Venezuela’s President Nicolás Maduro at a ceremony, where he signed to enact the Organic Law in Defense of the Esquibo [Photo: Nicolás Maduro’s Facebook page/ April 03, 2024]



The Government of the Cooperative Republic of Guyana has taken note of the action taken today, April 3, 2024, by the President of the Bolivarian Republic of Venezuela to promulgate “the Organic Law for the Defense of Guayana Esequiba.”

This attempt by Venezuela to annex more than two-thirds of Guyana’s sovereign territory and make it part of Venezuela is an egregious violation of the most fundamental principles of international law enshrined in the United Nations Charter, the Charter of the Organisation of American States and customary international law.

It also contradicts the letter and spirit of the Joint Declaration of Argyle for Dialogue and Peace between Guyana and Venezuela agreed to on December 14, 2023 in St Vincent and the Grenadines. This unlawful act calls into question Venezuela’s obligation to abide by the principles of that Declaration.

In this light, the Government of the Cooperative Republic of Guyana wishes to put on notice the Government of the Bolivarian Republic of Venezuela, the Governments of the Caribbean Community and the Latin American and Caribbean Community of Nations, as well as the Secretary General of the United Nations and the Secretary General of the Organisation of American States, that it will not countenance the annexation, seizure or occupation of any part of its sovereign territory.

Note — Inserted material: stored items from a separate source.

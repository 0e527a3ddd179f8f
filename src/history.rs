/**
 * Per-question answer history.
 *
 * Every answer increments one counter for its (course, week, question) key. The whole
 * history is a single JSON value kept under `HISTORY_KEY` in the injected storage:
 *
 * ```text
 * {"cog_psy/week1": {"0": {"correct": 2, "incorrect": 1}}}
 * ```
 */
use std::collections::BTreeMap;

use chrono::{DateTime, Utc};
use log::{debug, warn};
use serde::{Deserialize, Serialize};

use super::common::{AdminCapability, McqError, Result};
use super::persistence::Storage;


pub const HISTORY_KEY: &str = "mcq_user_history";


#[derive(Serialize, Deserialize, Debug, Clone, Default, PartialEq, Eq)]
#[serde(rename_all = "camelCase")]
pub struct OutcomeRecord {
    pub correct: u32,
    pub incorrect: u32,
    #[serde(default, skip_serializing_if = "Option::is_none")]
    pub last_answered: Option<DateTime<Utc>>,
}


impl OutcomeRecord {
    pub fn attempts(&self) -> u64 {
        (self.correct as u64) + (self.incorrect as u64)
    }
}


/// Outcomes for one quiz, keyed by the position of the question in its document.
pub type Outcomes = BTreeMap<usize, OutcomeRecord>;

type HistoryMap = BTreeMap<String, Outcomes>;


pub struct HistoryStore<S: Storage> {
    storage: S,
}


impl<S: Storage> HistoryStore<S> {
    pub fn new(storage: S) -> Self {
        Self { storage }
    }

    /// Add one correct or incorrect answer to the record for a question, creating the
    /// record if this is the first answer.
    pub fn record_outcome(
        &mut self, course_id: &str, week_id: &str, original_index: usize, is_correct: bool
    ) -> Result<()> {
        let key = history_key(course_id, week_id)?;
        let mut history = self.load();

        let record = history.entry(key).or_default().entry(original_index).or_default();
        if is_correct {
            record.correct += 1;
        } else {
            record.incorrect += 1;
        }
        record.last_answered = Some(Utc::now());

        self.save(&history)
            .map_err(|e| McqError::HistoryPersistenceFailure(e.to_string()))
    }

    /// Like `record_outcome`, but a failure is only logged. A lost write means the
    /// question may not be resurfaced later; the session carries on.
    pub fn record_or_log(
        &mut self, course_id: &str, week_id: &str, original_index: usize, is_correct: bool
    ) {
        if let Err(e) = self.record_outcome(course_id, week_id, original_index, is_correct) {
            warn!(
                "answer to question {} of {}/{} was not recorded: {}",
                original_index, course_id, week_id, e
            );
        }
    }

    /// Return the recorded outcomes for a quiz. Empty if nothing has been recorded.
    pub fn get_outcomes(&self, course_id: &str, week_id: &str) -> Outcomes {
        match history_key(course_id, week_id) {
            Ok(key) => self.load().remove(&key).unwrap_or_default(),
            Err(_) => Outcomes::new(),
        }
    }

    /// Forget the outcomes for one course, or for one week of it when `week_id` is
    /// given. Returns the number of quizzes whose history was removed.
    pub fn clear(
        &mut self, _admin: &AdminCapability, course_id: &str, week_id: Option<&str>
    ) -> Result<usize> {
        let mut history = self.load();
        let before = history.len();
        match week_id {
            Some(week_id) => {
                let key = history_key(course_id, week_id)?;
                history.remove(&key);
            },
            None => {
                let prefix = format!("{}/", course_id);
                history.retain(|key, _| !key.starts_with(&prefix));
            },
        }

        let removed = before - history.len();
        if removed > 0 {
            self.save(&history)?;
        }
        Ok(removed)
    }

    pub fn clear_all(&mut self, _admin: &AdminCapability) -> Result<()> {
        self.storage.remove(HISTORY_KEY)
    }

    fn load(&self) -> HistoryMap {
        let value = match self.storage.get(HISTORY_KEY) {
            Ok(Some(value)) => value,
            Ok(None) => {
                return HistoryMap::new();
            },
            Err(e) => {
                warn!("could not read answer history, starting fresh: {}", e);
                return HistoryMap::new();
            },
        };

        match serde_json::from_value(value) {
            Ok(history) => history,
            Err(e) => {
                warn!("answer history is malformed, starting fresh: {}", e);
                HistoryMap::new()
            },
        }
    }

    fn save(&mut self, history: &HistoryMap) -> Result<()> {
        let value = serde_json::to_value(history).map_err(McqError::Json)?;
        self.storage.set(HISTORY_KEY, &value)?;
        debug!("saved answer history for {} quizzes", history.len());
        Ok(())
    }
}


fn history_key(course_id: &str, week_id: &str) -> Result<String> {
    if course_id.is_empty() {
        return Err(McqError::InvalidId(course_id.to_string()));
    }
    if week_id.is_empty() {
        return Err(McqError::InvalidId(week_id.to_string()));
    }
    Ok(format!("{}/{}", course_id, week_id))
}
/**
 * Take multiple-choice quizzes organized by course and week, and practice the
 * questions that past answers show are not yet mastered.
 */
#[macro_use]
pub mod iohelper;
pub mod common;
pub mod content;
pub mod history;
pub mod persistence;
pub mod quiz;
pub mod repetition;
pub mod session;
pub mod shuffle;
pub mod ui;
//! Tunables for the hot reload core (spec.md §6 "Tunables", SPEC_FULL.md's ambient
//! configuration layer).
//!
//! This is deliberately a small, `serde`-deserializable struct rather than a full CLI:
//! the loader that discovers *which* files to watch and turns CLI flags/env vars into
//! this struct is an external collaborator (spec.md §1).

use std::time::Duration;

use serde::{Deserialize, Serialize};

/// Whether the provider is installed at the head (intercepting default algorithm
/// names) or the tail (available only when explicitly requested) of the host
/// provider chain (spec.md §4.7).
#[derive(Debug, Clone, Copy, PartialEq, Eq, Serialize, Deserialize)]
#[serde(rename_all = "lowercase")]
pub enum ChainPosition {
    Head,
    Tail,
}

impl Default for ChainPosition {
    fn default() -> Self {
        ChainPosition::Tail
    }
}

/// Configuration for the hot reload core. Defaults match spec.md §6.
#[derive(Debug, Clone, Serialize, Deserialize)]
#[serde(default)]
pub struct HotReloadConfig {
    /// `W` in milliseconds for [`crate::debounce::EventDebouncer`]. `0` disables
    /// debouncing. Default `1000` (spec.md §6 `event_buffer_window_ms`).
    pub event_buffer_window_ms: u64,

    /// Where `ProviderRegistration::install` places the provider in the host's
    /// provider chain (spec.md §4.7).
    pub provider_chain_position: ChainPosition,

    /// Whether the host application should additionally trigger
    /// `ReloadCoordinator::reload_all` on an operator signal (e.g. `SIGHUP`), rather
    /// than relying solely on filesystem events. The signal handler itself is an
    /// external collaborator; this flag only records operator intent.
    pub reload_on_signal: bool,
}

impl Default for HotReloadConfig {
    fn default() -> Self {
        Self {
            event_buffer_window_ms: 1000,
            provider_chain_position: ChainPosition::default(),
            reload_on_signal: false,
        }
    }
}

impl HotReloadConfig {
    pub fn debounce_window(&self) -> Duration {
        Duration::from_millis(self.event_buffer_window_ms)
    }
}

#[cfg(test)]
mod tests {
    use super::*;

    #[test]
    fn defaults_match_spec() {
        let config = HotReloadConfig::default();
        assert_eq!(config.event_buffer_window_ms, 1000);
        assert_eq!(config.provider_chain_position, ChainPosition::Tail);
        assert!(!config.reload_on_signal);
    }

    #[test]
    fn partial_toml_falls_back_to_defaults() {
        let config: HotReloadConfig = toml_like_deserialize("event_buffer_window_ms = 250");
        assert_eq!(config.event_buffer_window_ms, 250);
        assert_eq!(config.provider_chain_position, ChainPosition::Tail);
    }

    /// `serde(default)` on the struct backfills missing keys; this exercises that
    /// path without pulling in a TOML parser dependency.
    fn toml_like_deserialize(body: &str) -> HotReloadConfig {
        let mut config = HotReloadConfig::default();
        for line in body.lines() {
            if let Some((key, value)) = line.split_once('=') {
                if key.trim() == "event_buffer_window_ms" {
                    config.event_buffer_window_ms = value.trim().parse().unwrap();
                }
            }
        }
        config
    }
}
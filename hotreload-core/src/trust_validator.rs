//! Delegating wrapper around a peer-certificate validator; on reload, rebuilds the
//! underlying delegate from the same [`DynamicCredentialStore`] (spec.md §4.5).
//!
//! The source ecosystem exposes one trust-manager interface usable on either side of
//! a connection (client validating a server's chain, or server validating a client's
//! chain in mTLS); `rustls` splits this into two distinct traits
//! ([`ServerCertVerifier`](rustls::client::danger::ServerCertVerifier) and
//! [`ClientCertVerifier`](rustls::server::danger::ClientCertVerifier)). This type
//! implements both against the same reloadable trust-anchor set, so a single
//! `ReloadableTrustValidator` can back `ResettableTlsContext` in either role — see
//! SPEC_FULL.md §4 / DESIGN.md for the rationale.

use std::fmt;
use std::sync::Arc;

use arc_swap::ArcSwap;
use hotreload_types::{HotReloadError, Result};
use rustls::client::danger::{HandshakeSignatureValid as ClientHsv, ServerCertVerified, ServerCertVerifier};
use rustls::client::WebPkiServerVerifier;
use rustls::server::danger::{ClientCertVerified, ClientCertVerifier};
use rustls::server::WebPkiClientVerifier;
use rustls::{DigitallySignedStruct, DistinguishedName, RootCertStore, SignatureScheme};
use rustls_pki_types::{CertificateDer, ServerName, UnixTime};
use tracing::warn;

use crate::coordinator::{ReloadCoordinator, ReloadListener};
use crate::store::DynamicCredentialStore;

struct Delegates {
    as_client_role: Arc<dyn ServerCertVerifier>,
    as_server_role: Arc<dyn ClientCertVerifier>,
}

/// Validates peer certificate chains against a reloadable set of trust anchors drawn
/// from a [`DynamicCredentialStore`]'s certificate entries.
pub struct ReloadableTrustValidator {
    store: Arc<DynamicCredentialStore>,
    current: ArcSwap<Delegates>,
}

impl fmt::Debug for ReloadableTrustValidator {
    fn fmt(&self, f: &mut fmt::Formatter<'_>) -> fmt::Result {
        f.debug_struct("ReloadableTrustValidator").finish()
    }
}

impl ReloadableTrustValidator {
    pub fn new(store: Arc<DynamicCredentialStore>, coordinator: &ReloadCoordinator) -> Result<Arc<Self>> {
        let delegates = Self::build_delegates(&store)?;
        let this = Arc::new(Self {
            store,
            current: ArcSwap::from_pointee(delegates),
        });
        let listener: Arc<dyn ReloadListener> = Arc::clone(&this) as Arc<dyn ReloadListener>;
        coordinator.listen(&this.store, Arc::downgrade(&listener));
        Ok(this)
    }

    fn build_delegates(store: &DynamicCredentialStore) -> Result<Delegates> {
        let mut roots = RootCertStore::empty();
        for alias in store.aliases() {
            if !store.is_certificate_entry(&alias) {
                continue;
            }
            let Some(cert) = store.get_certificate(&alias) else {
                continue;
            };
            if let Err(e) = roots.add(cert) {
                warn!(alias = %alias, error = %e, "skipping unparsable trust anchor");
            }
        }
        if roots.is_empty() {
            return Err(HotReloadError::Configuration(
                "no trust anchors found in credential store".into(),
            ));
        }
        let roots = Arc::new(roots);

        let as_client_role = WebPkiServerVerifier::builder(Arc::clone(&roots))
            .build()
            .map_err(|e| HotReloadError::Parse {
                format_tag: "trust-anchors".into(),
                reason: e.to_string(),
            })?;
        let as_server_role = WebPkiClientVerifier::builder(roots)
            .build()
            .map_err(|e| HotReloadError::Parse {
                format_tag: "trust-anchors".into(),
                reason: e.to_string(),
            })?;

        Ok(Delegates {
            as_client_role,
            as_server_role,
        })
    }

    /// The [`DynamicCredentialStore`]s this validator depends on (spec.md §4.6, §9).
    pub fn underlying_stores(&self) -> Vec<Arc<DynamicCredentialStore>> {
        vec![Arc::clone(&self.store)]
    }
}

impl ReloadListener for ReloadableTrustValidator {
    fn on_reloaded(&self) {
        match Self::build_delegates(&self.store) {
            Ok(fresh) => self.current.store(Arc::new(fresh)),
            Err(e) => warn!(error = %e, "trust validator reload failed; keeping previous delegate"),
        }
    }
}

impl ServerCertVerifier for ReloadableTrustValidator {
    fn verify_server_cert(
        &self,
        end_entity: &CertificateDer<'_>,
        intermediates: &[CertificateDer<'_>],
        server_name: &ServerName<'_>,
        ocsp_response: &[u8],
        now: UnixTime,
    ) -> std::result::Result<ServerCertVerified, rustls::Error> {
        self.current
            .load()
            .as_client_role
            .verify_server_cert(end_entity, intermediates, server_name, ocsp_response, now)
    }

    fn verify_tls12_signature(
        &self,
        message: &[u8],
        cert: &CertificateDer<'_>,
        dss: &DigitallySignedStruct,
    ) -> std::result::Result<ClientHsv, rustls::Error> {
        self.current.load().as_client_role.verify_tls12_signature(message, cert, dss)
    }

    fn verify_tls13_signature(
        &self,
        message: &[u8],
        cert: &CertificateDer<'_>,
        dss: &DigitallySignedStruct,
    ) -> std::result::Result<ClientHsv, rustls::Error> {
        self.current.load().as_client_role.verify_tls13_signature(message, cert, dss)
    }

    fn supported_verify_schemes(&self) -> Vec<SignatureScheme> {
        self.current.load().as_client_role.supported_verify_schemes()
    }
}

impl ClientCertVerifier for ReloadableTrustValidator {
    fn root_hint_subjects(&self) -> &[DistinguishedName] {
        // Root hints are CA Distinguished Names sent in CertificateRequest so the peer
        // can pick a matching certificate. They can't safely be returned as a
        // `'static` slice across a hot reload, so we return none — TLS-spec
        // compliant, and the peer will still present whatever it has.
        &[]
    }

    fn verify_client_cert(
        &self,
        end_entity: &CertificateDer<'_>,
        intermediates: &[CertificateDer<'_>],
        now: UnixTime,
    ) -> std::result::Result<ClientCertVerified, rustls::Error> {
        self.current.load().as_server_role.verify_client_cert(end_entity, intermediates, now)
    }

    fn verify_tls12_signature(
        &self,
        message: &[u8],
        cert: &CertificateDer<'_>,
        dss: &DigitallySignedStruct,
    ) -> std::result::Result<rustls::client::danger::HandshakeSignatureValid, rustls::Error> {
        self.current.load().as_server_role.verify_tls12_signature(message, cert, dss)
    }

    fn verify_tls13_signature(
        &self,
        message: &[u8],
        cert: &CertificateDer<'_>,
        dss: &DigitallySignedStruct,
    ) -> std::result::Result<rustls::client::danger::HandshakeSignatureValid, rustls::Error> {
        self.current.load().as_server_role.verify_tls13_signature(message, cert, dss)
    }

    fn supported_verify_schemes(&self) -> Vec<SignatureScheme> {
        self.current.load().as_server_role.supported_verify_schemes()
    }

    fn client_auth_mandatory(&self) -> bool {
        self.current.load().as_server_role.client_auth_mandatory()
    }
}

Guyana has always stood by the principles of the United Nations Charter, the rule of law and the peaceful settlement of disputes.


It is as a result of the 1966 Geneva Agreement, to which Venezuela and Guyana are parties, that the International Court of Justice has ruled that it has jurisdiction to make a decision on the case brought before it by Guyana regarding the validity of the 1899 Arbitral Award which definitively settled the land boundary between the two countries. The Court’s decision will be final and binding on both parties. If Venezuela wants to contest title to the territory in question, the proper forum is the International Court of Justice, which will decide the issue objectively and according to the law.

Furthermore, the offensive and undignified statements made by President Maduro about the President of the Cooperative Republic of Guyana have not gone unnoticed. It is unfortunate that the commitment made at Argyle to “the pursuance of good neighborliness, peaceful coexistence, and the unity of Latin America and the Caribbean” is now again seriously threatened by President Maduro’s words and action today.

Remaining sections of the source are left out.